Cersei se retint de lui dire que ce qui lui faisait bizarre, c'était qu'il la tutoie – encore une marque de leurs différences sociales – et acquiesça à la place.

- Jaime, dit alors Bronn, le plus sérieusement du monde.

- Qui ça ?

- Ton frère. Tu sais, celui avec qui t'as partagé un ventre ? Le...

- Très drôle, leva-t-elle les yeux au ciel. Je voulais dire, qu'est-ce que Jaime vient faire dans toute cette histoire ?

- J'ai vu comment tu le regardais, et comment lui te regardais. Être avec lui pourrais peut-être te mettre à l'aise.

- Je ne...

- S'il te plaît, ne me ment pas. Je sais que vous vous aimez. Et cela ne me dérange pas, je ne dirai rien. Si tu ne me crois pas, laisse moi te révéler un secret. J'aime les hommes. Alors être avoir Jaime ne me dérangera pas non plus.

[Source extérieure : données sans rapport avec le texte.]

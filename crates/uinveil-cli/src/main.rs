//! uinveil CLI
//!
//! Mints and checks signed URLs offline, using the same configuration file
//! as the daemon.

use std::path::PathBuf;
use std::process::ExitCode;

use anyhow::Result;
use clap::{Parser, Subcommand};

mod commands;
mod display;

use crate::commands::Session;

#[derive(Parser, Debug)]
#[command(author, version, about, long_about = None)]
struct Args {
    /// Configuration file (default: ~/.config/uinveil/config.toml)
    #[arg(long, global = true, env = "UINVEIL_CONFIG")]
    config: Option<PathBuf>,

    #[command(subcommand)]
    command: Command,
}

#[derive(Subcommand, Debug)]
enum Command {
    /// Encrypt plaintext into a cipher token
    Encode {
        /// Plaintext, usually a materials JSON object
        plaintext: String,
    },

    /// Decrypt a cipher token
    Decode {
        /// Cipher token
        token: String,
    },

    /// Print the canonical form of a JSON document
    Canon {
        /// JSON document
        json: String,
    },

    /// Sign materials for a license
    Sign {
        /// License id
        #[arg(long)]
        license: String,

        /// Materials JSON object
        materials: String,

        /// Extra parameters as a query string
        #[arg(long)]
        extra: Option<String>,
    },

    /// Show every parameter set produced while signing
    Collect {
        /// License id
        #[arg(long)]
        license: String,

        /// Materials JSON object
        materials: String,

        /// Extra parameters as a query string
        #[arg(long)]
        extra: Option<String>,
    },

    /// Build a shareable signed URL
    Url {
        /// License id
        #[arg(long)]
        license: String,

        /// Origin prepended to `/avatar`
        #[arg(long, default_value = "")]
        prefix: String,

        /// Materials JSON object
        materials: String,

        /// Extra parameters as a query string
        #[arg(long)]
        extra: Option<String>,
    },

    /// Check a cipher/signature pair and show the upstream parameters
    Verify {
        /// License id
        #[arg(long)]
        license: String,

        /// Cipher token
        #[arg(long)]
        cipher: String,

        /// Signature token
        #[arg(long)]
        sign: String,

        /// Remaining query parameters of the signed URL
        #[arg(long)]
        extra: Option<String>,
    },
}

fn run(args: Args) -> Result<()> {
    if let Command::Canon { json } = &args.command {
        println!("{}", commands::canon(json)?);
        return Ok(());
    }

    let session = Session::load(args.config.as_deref())?;

    match args.command {
        Command::Encode { plaintext } => println!("{}", session.encode(&plaintext)),
        Command::Decode { token } => display::print_plaintext(&session.decode(&token)?),
        Command::Canon { .. } => {}
        Command::Sign {
            license,
            materials,
            extra,
        } => display::print_json(&session.sign(&license, &materials, extra.as_deref())?)?,
        Command::Collect {
            license,
            materials,
            extra,
        } => display::print_json(&session.collect(&license, &materials, extra.as_deref())?)?,
        Command::Url {
            license,
            prefix,
            materials,
            extra,
        } => display::print_json(&session.url(
            &license,
            &prefix,
            &materials,
            extra.as_deref(),
        )?)?,
        Command::Verify {
            license,
            cipher,
            sign,
            extra,
        } => display::print_json(&session.verify(&license, &cipher, &sign, extra.as_deref())?)?,
    }

    Ok(())
}

fn main() -> ExitCode {
    env_logger::Builder::from_env(env_logger::Env::default().default_filter_or("warn")).init();

    let args = Args::parse();
    log::debug!("Running {:?}", args.command);

    match run(args) {
        Ok(()) => ExitCode::SUCCESS,
        Err(e) => {
            display::print_error(&e);
            ExitCode::FAILURE
        }
    }
}
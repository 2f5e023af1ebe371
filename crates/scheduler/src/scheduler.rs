//! Picks a host for a placement request.

use std::sync::Arc;

use api_types::HostCapabilities;
use chrono::DateTime;
use chrono::Utc;
use rand::seq::SliceRandom;
use rand::Rng;
use tracing::debug;
use tracing::info;
use tracing::warn;

use crate::error::SchedulerError;
use crate::filters::default_filters;
use crate::filters::HostFilter;
use crate::host_state::HostStateManager;
use crate::request::PlacementRequest;

/// How a host is chosen among the candidates.
#[derive(Debug, Clone, Copy, Default, PartialEq, Eq)]
pub enum SelectionPolicy {
    /// Uniformly at random.
    #[default]
    Random,
    /// The first candidate by host name.
    FirstFit,
}

pub struct ResourceAwareScheduler {
    hosts: Arc<HostStateManager>,
    filters: Vec<Box<dyn HostFilter>>,
    policy: SelectionPolicy,
}

impl ResourceAwareScheduler {
    pub fn new(hosts: Arc<HostStateManager>, policy: SelectionPolicy) -> Self {
        Self::with_filters(hosts, policy, default_filters())
    }

    pub fn with_filters(
        hosts: Arc<HostStateManager>,
        policy: SelectionPolicy,
        filters: Vec<Box<dyn HostFilter>>,
    ) -> Self {
        Self {
            hosts,
            filters,
            policy,
        }
    }

    pub fn policy(&self) -> SelectionPolicy {
        self.policy
    }

    /// Fresh hosts of `topic` passing every filter, ordered by host name.
    ///
    /// # Errors
    ///
    /// [`SchedulerError::NoHostsAvailable`] if no host ever reported for `topic`.
    pub fn filter_hosts(
        &self,
        topic: &str,
        request: &PlacementRequest,
        now: DateTime<Utc>,
    ) -> Result<Vec<HostCapabilities>, SchedulerError> {
        if self.hosts.known_hosts(topic) == 0 {
            return Err(SchedulerError::NoHostsAvailable {
                topic: topic.to_string(),
            });
        }

        let snapshot = self.hosts.hosts_capabilities(topic, now);
        Ok(snapshot
            .into_iter()
            .filter(|host| {
                self.filters.iter().all(|filter| {
                    let passes = filter.host_passes(host, request);
                    if !passes {
                        debug!(host = %host.host, filter = filter.name(), "host filtered out");
                    }
                    passes
                })
            })
            .collect())
    }

    /// Pick a host for the request.
    ///
    /// # Errors
    ///
    /// - [`SchedulerError::NoHostsAvailable`] if no host ever reported for `topic`
    /// - [`SchedulerError::NoValidHost`] if no fresh host satisfies the request
    pub fn schedule(&self, topic: &str, request: &PlacementRequest) -> Result<String, SchedulerError> {
        self.schedule_with_rng(topic, request, Utc::now(), &mut rand::thread_rng())
    }

    pub fn schedule_with_rng<R: Rng + ?Sized>(
        &self,
        topic: &str,
        request: &PlacementRequest,
        now: DateTime<Utc>,
        rng: &mut R,
    ) -> Result<String, SchedulerError> {
        let candidates = self.filter_hosts(topic, request, now)?;

        let chosen = match self.policy {
            SelectionPolicy::Random => candidates.choose(rng),
            SelectionPolicy::FirstFit => candidates.first(),
        };

        match chosen {
            Some(host) => {
                info!(
                    host = %host.host,
                    instance_id = ?request.instance_id,
                    candidates = candidates.len(),
                    "selected host"
                );
                Ok(host.host.clone())
            }
            None => {
                let fresh = self.hosts.hosts_capabilities(topic, now).len();
                warn!(
                    topic,
                    instance_id = ?request.instance_id,
                    fresh_hosts = fresh,
                    "no host satisfies the request"
                );
                Err(SchedulerError::NoValidHost {
                    topic: topic.to_string(),
                    candidates: fresh,
                })
            }
        }
    }
}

- C'est pour cela que tu n'as jamais voulu me toucher ? Demanda Cersei après un silence.

- Non. Comme je te l'ai dit, je ne touche personne si tout le monde n'a pas envie d'être là. Enfin... tu en penses quoi de mon idée ?

- Si Jaime est d'accord... je suis d'accord.

Au final, il s'averra que Jaime fut d'accord. Les trois s'engagèrent alors dans une relation, d'abord timidement, avant que de tendres sentiments ne naquissent. L'amour entre les jumeaux n'était pas nouveau ; en revanche ce fut une agréable surprise de voir Jaime et Bronn tomber amoureux l'un de l'autre.

Et c'est ainsi que, quelques mois après le début de l'accord, il se retrouvèrent sous le ciel neigeux de Castral Roc, dans le bois sacré qui y avait été installé. Celui-ci était désert, puisque tous les habitants du châteaux étaient dans des septuaires pour célébrer Noël. Cersei, Bronn et Jaime avaient profité de cette tranquillité pour se réunir devant l'arbre sacré. Et ce furent là qu'ils se prirent tous la main, en se jurant amour éternel, récitant les vœux du mariage. Après les avoir récité, les deux hommes embrassèrent Cersei, chacun sur une joue, une main sur son ventre arrondit.

Tout comme la réelle paternité de cet enfant à venir, ce mariage de Noël resterait un secret entre eux trois. Mais cela leur allait très bien ; leur amour était si puissant qu'il n'avait pas besoin d'être connu de tous pour être éternel.